All lines holding the string "default" should be copied from the data below.

==== LISTED RECORDS ====

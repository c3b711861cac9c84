//! Shared OpenAI-compatible chat-completion client used by the
//! `Validator`, `Enhancer`, `SummaryGenerator`, and `ChatTool`. Grounded
//! on the provider-agnostic HTTP client pattern: one `reqwest::Client`,
//! one `chat_completion` entry point generic over request/response
//! shape, a typed error enum driving retry decisions upstream.

use reqwest::StatusCode;
use serde::{Serialize, de::DeserializeOwned};
use std::sync::Arc;
use std::time::Duration;
use tokio::sync::Semaphore;

use crate::config::LlmConfig;

#[derive(Debug, thiserror::Error)]
pub enum LlmError {
    #[error("LLM API key not configured")]
    NoApiKey,
    #[error("LLM API error: {0}")]
    ApiError(String),
    #[error("failed to parse LLM response: {0}")]
    ParseError(String),
    #[error("LLM call timed out after {0}s")]
    Timeout(u64),
    #[error("rate limited, retry after {0}s")]
    RateLimited(u64),
    #[error("request serialization failed: {0}")]
    Serialization(#[from] serde_json::Error),
}

impl LlmError {
    pub fn is_retryable(&self) -> bool {
        matches!(self, Self::Timeout(_) | Self::RateLimited(_) | Self::ApiError(_))
    }
}

/// A single chat call: which model, what system/user content, whether
/// the response must be a JSON object (structured-output calls from
/// `Validator`/`Enhancer`/`SummaryGenerator`) or free text (`ChatTool`).
pub struct ChatCall<'a> {
    pub model: &'a str,
    pub system_prompt: &'a str,
    pub user_content: String,
    pub json_mode: bool,
    pub temperature: f64,
    pub max_tokens: Option<u32>,
}

pub struct LlmClient {
    http_client: reqwest::Client,
    config: LlmConfig,
    /// Bounds concurrent outbound calls across every caller sharing this
    /// client's concurrency limit (Validator, Enhancer, SummaryGenerator,
    /// ChatTool each hold their own `LlmClient` but are constructed with
    /// the same configured limit).
    call_permits: Arc<Semaphore>,
}

impl LlmClient {
    pub fn new(config: LlmConfig, concurrency: usize) -> Self {
        let http_client = reqwest::Client::builder()
            .timeout(Duration::from_secs(config.request_timeout_seconds))
            .build()
            .expect("failed to build LLM HTTP client");
        Self { http_client, config, call_permits: Arc::new(Semaphore::new(concurrency.max(1))) }
    }

    pub fn is_available(&self) -> bool {
        self.config.api_key.is_some()
    }

    /// Send a chat completion call and deserialize the textual content
    /// into `Resp`. Structured-output callers pass `json_mode: true`
    /// and a `Resp` matching the expected schema; `ChatTool` passes
    /// `json_mode: false` and deserializes into a plain string wrapper.
    pub async fn chat<Resp: DeserializeOwned>(&self, call: ChatCall<'_>) -> Result<Resp, LlmError> {
        let content = self.chat_text(call).await?;
        serde_json::from_str(&content)
            .map_err(|e| LlmError::ParseError(format!("{e}. content: {content}")))
    }

    /// Send a chat completion call and return the raw text content.
    pub async fn chat_text(&self, call: ChatCall<'_>) -> Result<String, LlmError> {
        let api_key = self.config.api_key.as_ref().ok_or(LlmError::NoApiKey)?;

        let request = ChatCompletionRequest {
            model: call.model.to_string(),
            messages: vec![
                ChatMessage { role: "system".to_string(), content: call.system_prompt.to_string() },
                ChatMessage { role: "user".to_string(), content: call.user_content },
            ],
            max_tokens: call.max_tokens,
            temperature: Some(call.temperature),
            response_format: call
                .json_mode
                .then(|| ResponseFormat { r#type: "json_object".to_string() }),
        };

        let url = format!("{}/chat/completions", self.config.api_base.trim_end_matches('/'));
        tracing::debug!(url = %url, model = call.model, "calling LLM API");

        let permit = self.call_permits.acquire().await.expect("semaphore not closed");
        let response = self
            .http_client
            .post(&url)
            .header("Authorization", format!("Bearer {api_key}"))
            .json(&request)
            .send()
            .await
            .map_err(|e| {
                if e.is_timeout() {
                    LlmError::Timeout(self.config.request_timeout_seconds)
                } else {
                    LlmError::ApiError(e.to_string())
                }
            })?;
        drop(permit);

        let status = response.status();
        if status == StatusCode::TOO_MANY_REQUESTS {
            let retry_after = response
                .headers()
                .get("retry-after")
                .and_then(|v| v.to_str().ok())
                .and_then(|v| v.parse::<u64>().ok())
                .unwrap_or(60);
            return Err(LlmError::RateLimited(retry_after));
        }

        if !status.is_success() {
            let text = response.text().await.unwrap_or_else(|_| "unknown error".to_string());
            return Err(LlmError::ApiError(format!("API error {status}: {text}")));
        }

        let parsed: ChatCompletionResponse =
            response.json().await.map_err(|e| LlmError::ParseError(e.to_string()))?;

        parsed
            .choices
            .into_iter()
            .next()
            .and_then(|c| c.message.content)
            .ok_or_else(|| LlmError::ParseError("empty response from LLM".to_string()))
    }
}

#[derive(Debug, Serialize)]
struct ChatCompletionRequest {
    model: String,
    messages: Vec<ChatMessage>,
    #[serde(skip_serializing_if = "Option::is_none")]
    max_tokens: Option<u32>,
    #[serde(skip_serializing_if = "Option::is_none")]
    temperature: Option<f64>,
    #[serde(skip_serializing_if = "Option::is_none")]
    response_format: Option<ResponseFormat>,
}

#[derive(Debug, Serialize)]
struct ChatMessage {
    role: String,
    content: String,
}

#[derive(Debug, Serialize)]
struct ResponseFormat {
    r#type: String,
}

#[derive(Debug, serde::Deserialize)]
struct ChatCompletionResponse {
    choices: Vec<ChatChoice>,
}

#[derive(Debug, serde::Deserialize)]
struct ChatChoice {
    message: ResponseMessage,
}

#[derive(Debug, serde::Deserialize)]
struct ResponseMessage {
    content: Option<String>,
}

#[cfg(test)]
mod tests {
    use super::*;

    #[test]
    fn unavailable_without_api_key() {
        let client = LlmClient::new(LlmConfig { api_key: None, ..Default::default() }, 4);
        assert!(!client.is_available());
    }

    #[test]
    fn available_with_api_key() {
        let client =
            LlmClient::new(LlmConfig { api_key: Some("sk-test".to_string()), ..Default::default() }, 4);
        assert!(client.is_available());
    }

    #[test]
    fn retryable_errors() {
        assert!(LlmError::Timeout(60).is_retryable());
        assert!(LlmError::RateLimited(30).is_retryable());
        assert!(!LlmError::NoApiKey.is_retryable());
    }
}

====

● **REPLY**
        let client = LlmClient::new(LlmConfig { api_key: None, ..Default::default() }, 4);
            LlmClient::new(LlmConfig { api_key: Some("sk-test".to_string()), ..Default::default() }, 4);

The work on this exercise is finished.